We present a complete mechanistic description of the algorithm learned by a minimal non-linear sparse data autoencoder in the limit of large input dimension. The model, originally presented in arXiv:2209.10652, compresses sparse data vectors through a linear layer and decompresses using another linear layer followed by a ReLU activation. We notice that when the data is permutation symmetric (no input feature is privileged) large models reliably learn an algorithm that is sensitive to individual weights only through their large-scale statistics. For these models, the loss function becomes analytically tractable. Using this understanding, we give the explicit scalings of the loss at high sparsity, and show that the model is near-optimal among recently proposed architectures. In particular, changing or adding to the activation function any elementwise or filtering operation can at best improve the model's performance by a constant factor. Finally, we forward-engineer a model with the requisite symmetries and show that its loss precisely matches that of the trained models. Unlike the trained model weights, the low randomness in the artificial weights results in miraculous fractal structures resembling a Persian rug, to which the algorithm is oblivious. Our work contributes to neural network interpretability by introducing techniques for understanding the structure of autoencoders. Code to reproduce our results can be found at https://github.com/KfirD/PersianRug .

Figures (7)

• Figure 1: The Persian rug, an artificial set of weights matching trained model performance.

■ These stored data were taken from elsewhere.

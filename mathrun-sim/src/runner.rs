//! Batch execution of independent sessions.

use rand::Rng;
use serde::Serialize;

use crate::enhancement::{Enhancement, rank_enhancements};
use crate::error::SimError;
use crate::profile::{Profile, ProfileCatalog};

/// A session simulator plus the analytics that summarize its output.
///
/// Implemented once per platform variant (desktop, mobile).
pub trait Simulator {
    type Profile: Profile;
    type Session: Serialize;
    type Metrics: Serialize;

    /// Short label used in progress output.
    fn name(&self) -> &'static str;

    /// Run one session to completion.
    fn simulate<R: Rng + ?Sized>(
        &self,
        profile: &Self::Profile,
        session_id: u32,
        rng: &mut R,
    ) -> Self::Session;

    /// Fold a finished batch into summary metrics.
    fn analyze(&self, sessions: &[Self::Session]) -> Self::Metrics;

    /// Derive action items from summary metrics, in generation order.
    fn recommend(&self, metrics: &Self::Metrics) -> Vec<Enhancement>;
}

/// Progress snapshot handed to the scheduler after each session.
#[derive(Debug, Clone, Copy, PartialEq, Eq)]
pub struct Progress {
    pub completed: usize,
    pub total: usize,
}

/// Suspension point between sessions. Carries no ordering requirement.
pub trait Scheduler {
    fn pause(&mut self, progress: Progress);
}

/// Scheduler that never waits.
#[derive(Debug, Clone, Copy, Default)]
pub struct NoDelay;

impl Scheduler for NoDelay {
    fn pause(&mut self, _progress: Progress) {}
}

/// The object handed to reporting and persistence layers.
#[derive(Debug, Clone, Serialize)]
#[serde(rename_all = "camelCase")]
pub struct RunOutcome<M, S> {
    pub results: M,
    pub recommendations: Vec<Enhancement>,
    pub raw_data: Vec<S>,
}

pub type OutcomeOf<S> = RunOutcome<<S as Simulator>::Metrics, <S as Simulator>::Session>;

pub struct SimulationRunner<S: Simulator> {
    simulator: S,
    catalog: ProfileCatalog<S::Profile>,
}

impl<S: Simulator> SimulationRunner<S> {
    pub const fn new(simulator: S, catalog: ProfileCatalog<S::Profile>) -> Self {
        Self { simulator, catalog }
    }

    #[must_use]
    pub const fn simulator(&self) -> &S {
        &self.simulator
    }

    #[must_use]
    pub const fn catalog(&self) -> &ProfileCatalog<S::Profile> {
        &self.catalog
    }

    /// Execute `count` sessions in order, pausing through `scheduler` between
    /// them, then analyze the batch.
    ///
    /// # Errors
    ///
    /// Returns an error when `count` is zero.
    pub fn run<R, Sch>(
        &self,
        count: usize,
        rng: &mut R,
        scheduler: &mut Sch,
    ) -> Result<OutcomeOf<S>, SimError>
    where
        R: Rng + ?Sized,
        Sch: Scheduler + ?Sized,
    {
        ensure_count(count)?;
        log::info!("{} run starting: {count} sessions", self.simulator.name());
        let mut sessions = Vec::with_capacity(count);
        for index in 0..count {
            sessions.push(self.session_at(index, rng));
            scheduler.pause(Progress {
                completed: index + 1,
                total: count,
            });
        }
        Ok(self.finish(sessions))
    }

    /// Async variant of [`Self::run`] that sleeps `delay` between sessions
    /// and publishes the completed count through `progress`.
    ///
    /// # Errors
    ///
    /// Returns an error when `count` is zero.
    #[cfg(feature = "async")]
    pub async fn run_paced<R>(
        &self,
        count: usize,
        rng: &mut R,
        delay: std::time::Duration,
        progress: &std::sync::atomic::AtomicUsize,
    ) -> Result<OutcomeOf<S>, SimError>
    where
        R: Rng + ?Sized,
    {
        use std::sync::atomic::Ordering;

        ensure_count(count)?;
        log::info!("{} paced run starting: {count} sessions", self.simulator.name());
        let mut sessions = Vec::with_capacity(count);
        for index in 0..count {
            sessions.push(self.session_at(index, rng));
            progress.store(index + 1, Ordering::Relaxed);
            tokio::time::sleep(delay).await;
        }
        Ok(self.finish(sessions))
    }

    fn session_at<R: Rng + ?Sized>(&self, index: usize, rng: &mut R) -> S::Session {
        let profile = self.catalog.pick(rng);
        let session_id = u32::try_from(index + 1).unwrap_or(u32::MAX);
        log::debug!(
            "{} session {session_id}: profile {}",
            self.simulator.name(),
            profile.label()
        );
        self.simulator.simulate(profile, session_id, rng)
    }

    fn finish(&self, sessions: Vec<S::Session>) -> OutcomeOf<S> {
        let results = self.simulator.analyze(&sessions);
        let recommendations = rank_enhancements(self.simulator.recommend(&results));
        log::info!(
            "{} run finished: {} sessions, {} recommendations",
            self.simulator.name(),
            sessions.len(),
            recommendations.len()
        );
        RunOutcome {
            results,
            recommendations,
            raw_data: sessions,
        }
    }
}

fn ensure_count(count: usize) -> Result<(), SimError> {
    if count == 0 {
        Err(SimError::NoSessions)
    } else {
        Ok(())
    }
}
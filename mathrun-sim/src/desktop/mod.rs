//! Desktop variant: keyboard play with speed control and a pause menu.

mod analysis;
mod enhancements;
mod feedback;
mod frustration;
mod session;

pub use analysis::{DesktopMetrics, RecommendationCount, analyze_desktop, pauses_per_session};
pub use enhancements::desktop_enhancements;
pub use feedback::{REC_PAUSE_MENU, REC_SPEED_ADJUSTMENT};
pub use frustration::{
    FrustrationResponse, handle_frustration, quit_probability, suggest_speed_change,
};
pub use session::{DesktopSession, FailureReason, problem_level, simulate_desktop};

use rand::Rng;

use crate::enhancement::Enhancement;
use crate::profile::DesktopProfile;
use crate::runner::Simulator;

#[derive(Debug, Clone, Copy, Default)]
pub struct DesktopSimulator;

impl Simulator for DesktopSimulator {
    type Profile = DesktopProfile;
    type Session = DesktopSession;
    type Metrics = DesktopMetrics;

    fn name(&self) -> &'static str {
        "desktop"
    }

    fn simulate<R: Rng + ?Sized>(
        &self,
        profile: &DesktopProfile,
        session_id: u32,
        rng: &mut R,
    ) -> DesktopSession {
        simulate_desktop(profile, session_id, rng)
    }

    fn analyze(&self, sessions: &[DesktopSession]) -> DesktopMetrics {
        analyze_desktop(sessions)
    }

    fn recommend(&self, metrics: &DesktopMetrics) -> Vec<Enhancement> {
        desktop_enhancements(metrics)
    }
}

• Figure 2: Loss curves of trained models, Persian rug models, and optimal linear models as a function of the compression ratio.
• Figure 3: Plot of the first $30\times 30$$W$ elements and the corresponding bias (${\mathbf{b}}$) components, at $p = 4.5\%$ and ratio $n_s = 512$. The diagonal components are all at similar values of $1.29 \pm .01$ (one standard deviation) while the off-diagonal components are approximately mean-zero, appearing like noise. The bias elements are all negative around $-.18 \pm .01$. This statistical uniformity is a permutation symmetry across the sparse features.
• Figure 4: Permutation symmetry of diagonal values. We plot the mean-square fluctuation of the diagonal values corresponding to each model. Models are trained as a function of $p$ and $\frac{n_d}{n_s}$. The emergence of symmetry as $n_s$ grows (at all locations in the diagram) is a crucial element of the algorithm implemented by the autoencoders.
• Figure 5: Permutation symmetry of bias values. We plot the mean-square fluctuation of values in the bias vectors corresponding to each model, which are trained as a function of $p$ and $\frac{n_d}{n_s}$. As $n_s$ increases the fluctuation over bias elements generally decreases in all trained models.